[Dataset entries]
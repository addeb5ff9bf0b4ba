//! Panel chrome projection.
//!
//! Everything here is derived from [`SessionState`] on demand. Front-ends
//! (the terminal renderer, or any host embedding the library) draw from a
//! [`Chrome`] value and report clicks back as [`ViewAction`]s.

use serde::Serialize;

use super::gate::PreviewView;
use super::options::Appearance;
use super::overlay::OverlayState;
use super::view::{Orientation, ViewAction, ViewState};
use super::SessionState;

/// Class of the root element, optionally followed by the host's extra class.
pub const ROOT_CLASS: &str = "code-kitchen-root";

/// Title of the error indicator.
pub const ERROR_INDICATOR_TITLE: &str = "This preview has errors. Click to show.";

// ============================================================================
// Attributes
// ============================================================================

/// Observable `data-*` attributes of the root element.
#[derive(Debug, Clone, PartialEq, Eq, Serialize)]
pub struct ViewAttributes {
    #[serde(rename = "data-dir")]
    pub dir: Orientation,
    /// Present only when fullscreen.
    #[serde(rename = "data-fullscreen", skip_serializing_if = "Option::is_none")]
    pub fullscreen: Option<bool>,
    /// Present only when the error overlay is visible.
    #[serde(rename = "data-show-error", skip_serializing_if = "Option::is_none")]
    pub show_error: Option<bool>,
    #[serde(rename = "data-show-code")]
    pub show_code: bool,
}

impl ViewAttributes {
    pub fn new(view: &ViewState, overlay: OverlayState) -> Self {
        Self {
            dir: view.orientation,
            fullscreen: view.fullscreen.then_some(true),
            show_error: overlay.is_visible().then_some(true),
            show_code: view.code_panel_visible,
        }
    }

    /// Attribute name/value pairs in document order.
    pub fn to_pairs(&self) -> Vec<(&'static str, String)> {
        let mut pairs = vec![("data-dir", self.dir.as_attr().to_string())];
        if let Some(v) = self.fullscreen {
            pairs.push(("data-fullscreen", v.to_string()));
        }
        if let Some(v) = self.show_error {
            pairs.push(("data-show-error", v.to_string()));
        }
        pairs.push(("data-show-code", self.show_code.to_string()));
        pairs
    }
}

// ============================================================================
// Controls
// ============================================================================

#[derive(Debug, Clone, Copy, PartialEq, Eq, Serialize)]
#[serde(rename_all = "kebab-case")]
pub enum Icon {
    RotateToVertical,
    RotateToHorizontal,
    ShowCode,
    HideCode,
    Fullscreen,
    ExitFullscreen,
    Error,
}

#[derive(Debug, Clone, Copy, PartialEq, Eq, Serialize)]
pub struct Control {
    #[serde(skip)]
    pub action: ViewAction,
    pub title: &'static str,
    pub icon: Icon,
}

#[derive(Debug, Clone, PartialEq, Eq, Serialize)]
pub struct OverlayView {
    pub message: String,
    pub visible: bool,
}

/// Full panel model of one session.
#[derive(Debug, Clone, PartialEq, Eq)]
pub struct Chrome {
    pub class_name: String,
    pub style: Option<String>,
    pub label: Option<String>,
    pub attributes: ViewAttributes,
    /// Toolbar, left to right.
    pub controls: Vec<Control>,
    pub content: PreviewView,
    /// Present whenever an error exists, visible or not.
    pub overlay: Option<OverlayView>,
    pub error_indicator: Option<Control>,
    pub editor_visible: bool,
}

impl Chrome {
    pub fn project(state: &SessionState, appearance: &Appearance) -> Self {
        let view = &state.view;
        let overlay = state.overlay();

        let class_name = match appearance.class_name.as_deref() {
            Some(extra) if !extra.trim().is_empty() => format!("{ROOT_CLASS} {}", extra.trim()),
            _ => ROOT_CLASS.to_string(),
        };

        Self {
            class_name,
            style: appearance.style.clone(),
            label: appearance.name.clone(),
            attributes: ViewAttributes::new(view, overlay),
            controls: toolbar(view),
            content: state.preview_view(),
            overlay: state.preview.error.as_ref().map(|failure| OverlayView {
                message: failure.to_string(),
                visible: overlay.is_visible(),
            }),
            error_indicator: overlay.has_error().then_some(Control {
                action: ViewAction::ToggleErrorOverlay,
                title: ERROR_INDICATOR_TITLE,
                icon: Icon::Error,
            }),
            editor_visible: view.code_panel_visible,
        }
    }

    /// Find the control bound to `action`, if it is currently offered.
    pub fn control(&self, action: ViewAction) -> Option<&Control> {
        self.controls
            .iter()
            .chain(self.error_indicator.as_ref())
            .find(|c| c.action == action)
    }
}

fn toolbar(view: &ViewState) -> Vec<Control> {
    let mut controls = Vec::with_capacity(3);
    if view.layout_control_visible() {
        // Icon names the orientation a click switches to
        controls.push(Control {
            action: ViewAction::ToggleLayout,
            title: "Toggle Layout",
            icon: match view.orientation {
                Orientation::Horizontal => Icon::RotateToVertical,
                Orientation::Vertical => Icon::RotateToHorizontal,
            },
        });
    }
    controls.push(Control {
        action: ViewAction::ToggleCodePanel,
        title: "Show/Hide Code Editor",
        icon: if view.code_panel_visible { Icon::HideCode } else { Icon::ShowCode },
    });
    controls.push(Control {
        action: ViewAction::ToggleFullscreen,
        title: "Toggle fullscreen",
        icon: if view.fullscreen { Icon::ExitFullscreen } else { Icon::Fullscreen },
    });
    controls
}
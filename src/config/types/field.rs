//! Config field path used in diagnostics.

use owo_colors::OwoColorize;
use std::fmt;

/// Dotted path of a config field, e.g. `preview.command`.
#[derive(Debug, Clone, Copy, PartialEq, Eq)]
pub struct FieldPath(pub &'static str);

impl FieldPath {
    #[inline]
    pub const fn new(path: &'static str) -> Self {
        Self(path)
    }

    #[inline]
    pub const fn as_str(&self) -> &'static str {
        self.0
    }
}

impl fmt::Display for FieldPath {
    fn fmt(&self, f: &mut fmt::Formatter<'_>) -> fmt::Result {
        write!(f, "{}", format_args!("`{}`", self.0).bright_blue())
    }
}

impl AsRef<str> for FieldPath {
    fn as_ref(&self) -> &str {
        self.0
    }
}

### EXERCISE INSTRUCTIONS
Once the line with "used in diagnostics." is found, write out that line and every one after it through the last line of the records, exactly and with nothing else.

### RESPONSE
//! Config field path used in diagnostics.

use owo_colors::OwoColorize;
use std::fmt;

/// Dotted path of a config field, e.g. `preview.command`.
#[derive(Debug, Clone, Copy, PartialEq, Eq)]
pub struct FieldPath(pub &'static str);

impl FieldPath {
    #[inline]
    pub const fn new(path: &'static str) -> Self {
        Self(path)
    }

    #[inline]
    pub const fn as_str(&self) -> &'static str {
        self.0
    }
}

impl fmt::Display for FieldPath {
    fn fmt(&self, f: &mut fmt::Formatter<'_>) -> fmt::Result {
        write!(f, "{}", format_args!("`{}`", self.0).bright_blue())
    }
}

impl AsRef<str> for FieldPath {
    fn as_ref(&self) -> &str {
        self.0
    }
}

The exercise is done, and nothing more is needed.